■ Required action: From the listing below, pick out each line with the word "RunPars".

■ Material shown:
-*-

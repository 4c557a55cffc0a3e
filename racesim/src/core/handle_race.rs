use crate::core::driver::DriverProfile;
use crate::core::lobby::Participant;
use crate::core::race::RaceEngine;
use crate::core::track::Track;
use crate::core::vehicle::Vehicle;
use crate::error::RaceError;
use crate::interfaces::catalog::RaceCatalog;
use crate::interfaces::event_sink::EventSink;
use crate::interfaces::profile_store::ProfileStore;
use crate::post::race_result::RaceReport;
use crate::pre::sim_constants::SimConstants;

/// * `tot_no_laps` - Number of laps to drive
/// * `timestep_size` - (s) Requested timestep size, clamped by the engine
/// * `rng_seed` - Seed of the incident model
#[derive(Debug, Clone, Copy, PartialEq)]
pub struct RunPars {
    pub tot_no_laps: u32,
    pub timestep_size: f64,
    pub rng_seed: u64,
}

impl Default for RunPars {
    fn default() -> Self {
        RunPars {
            tot_no_laps: 1,
            timestep_size: 0.1,
            rng_seed: 42,
        }
    }
}

/// RaceResources are the collaborators a race needs besides its parameters. They are shared
/// by all participants of a lobby race.
#[derive(Clone, Copy)]
pub struct RaceResources<'a> {
    pub catalog: &'a (dyn RaceCatalog + Sync),
    pub profiles: &'a (dyn ProfileStore + Sync),
    pub sim_consts: &'a SimConstants,
}

/// handle_race creates and simulates a race on the basis of the inserted parameters, applies
/// the driver progression and returns the report. The first error aborts the race.
pub fn handle_race(
    vehicle: Vehicle,
    track: Track,
    driver: DriverProfile,
    run_pars: RunPars,
    sink: Box<dyn EventSink + Send>,
    sim_consts: &SimConstants,
) -> Result<RaceReport, RaceError> {
    let mut race = RaceEngine::with_constants(
        vehicle,
        track,
        run_pars.tot_no_laps,
        driver,
        run_pars.rng_seed,
        sink,
        sim_consts.to_owned(),
    )?;

    let summary = race.run(run_pars.timestep_size)?;
    let skill_gains = race.apply_progression()?;

    Ok(RaceReport {
        summary,
        skill_gains,
        profile: race.into_driver(),
    })
}

/// handle_participant_race looks up the vehicle, track and driver profile of a participant,
/// simulates the race and stores the progressed profile afterwards.
pub fn handle_participant_race(
    resources: RaceResources,
    participant: &Participant,
    track_id: &str,
    run_pars: RunPars,
    sink: Box<dyn EventSink + Send>,
) -> Result<RaceReport, RaceError> {
    let vehicle = resources.catalog.vehicle(&participant.vehicle_id)?;
    let track = resources.catalog.track(track_id)?;
    let driver = resources
        .profiles
        .load_or_default(&participant.user_id, &participant.display_name);

    tracing::debug!(
        user_id = %participant.user_id,
        vehicle = %vehicle.id,
        track = %track.id,
        "starting race over {} laps",
        run_pars.tot_no_laps
    );

    let report = handle_race(vehicle, track, driver, run_pars, sink, resources.sim_consts)?;
    resources.profiles.store(report.profile.to_owned())?;

    Ok(report)
}

#[cfg(test)]
mod tests {
    use super::*;
    use crate::core::track::{SegmentKind, TrackPars, TrackSegment};
    use crate::core::vehicle::VehiclePars;
    use crate::interfaces::catalog::MemoryCatalog;
    use crate::interfaces::event_sink::NullSink;
    use crate::interfaces::profile_store::MemoryProfileStore;

    fn catalog() -> MemoryCatalog {
        MemoryCatalog::new(
            &[VehiclePars {
                id: "matiz".to_owned(),
                name: "Daewoo Matiz".to_owned(),
                power: 38.0,
                mass: 800.0,
                cd: 0.32,
                area: 1.9,
                tire_grip: 0.9,
            }],
            &[TrackPars {
                id: "oval".to_owned(),
                name: "Oval".to_owned(),
                segments: vec![
                    TrackSegment {
                        name: "straight".to_owned(),
                        kind: SegmentKind::Straight,
                        length: 300.0,
                        entry_complexity: 0.5,
                        exit_complexity: 1.0,
                        accel_coef: 1.0,
                        brake_coef: 1.0,
                    },
                    TrackSegment {
                        name: "turn".to_owned(),
                        kind: SegmentKind::Corner,
                        length: 150.0,
                        entry_complexity: 2.0,
                        exit_complexity: 1.5,
                        accel_coef: 1.0,
                        brake_coef: 1.0,
                    },
                ],
            }],
        )
    }

    fn participant(vehicle_id: &str) -> Participant {
        Participant {
            user_id: "u1".to_owned(),
            display_name: "Anna".to_owned(),
            channel_ref: "chat-1".to_owned(),
            vehicle_id: vehicle_id.to_owned(),
            vehicle_name: "Daewoo Matiz".to_owned(),
            vehicle_mass: 800.0,
            vehicle_power: 38.0,
        }
    }

    #[test]
    fn participant_race_persists_profile() {
        let catalog = catalog();
        let profiles = MemoryProfileStore::default();
        let sim_consts = SimConstants::default();
        let resources = RaceResources {
            catalog: &catalog,
            profiles: &profiles,
            sim_consts: &sim_consts,
        };

        let report = handle_participant_race(
            resources,
            &participant("matiz"),
            "oval",
            RunPars::default(),
            Box::new(NullSink),
        )
        .unwrap();

        let stored = profiles.load("u1").unwrap();
        assert_eq!(stored, report.profile);
        assert!(stored.braking > 70.0);
        assert!((stored.experience - 0.45).abs() < 1e-12);
    }

    #[test]
    fn missing_vehicle_is_reported_and_profile_untouched() {
        let catalog = catalog();
        let profiles = MemoryProfileStore::default();
        let sim_consts = SimConstants::default();
        let resources = RaceResources {
            catalog: &catalog,
            profiles: &profiles,
            sim_consts: &sim_consts,
        };

        let err = handle_participant_race(
            resources,
            &participant("ferrari"),
            "oval",
            RunPars::default(),
            Box::new(NullSink),
        )
        .unwrap_err();

        assert!(matches!(err, RaceError::Configuration(_)));
        assert!(profiles.load("u1").is_none());
    }
}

-*-

■ Expected output:
pub struct RunPars {
impl Default for RunPars {
        RunPars {
    run_pars: RunPars,
    run_pars: RunPars,
            RunPars::default(),
            RunPars::default(),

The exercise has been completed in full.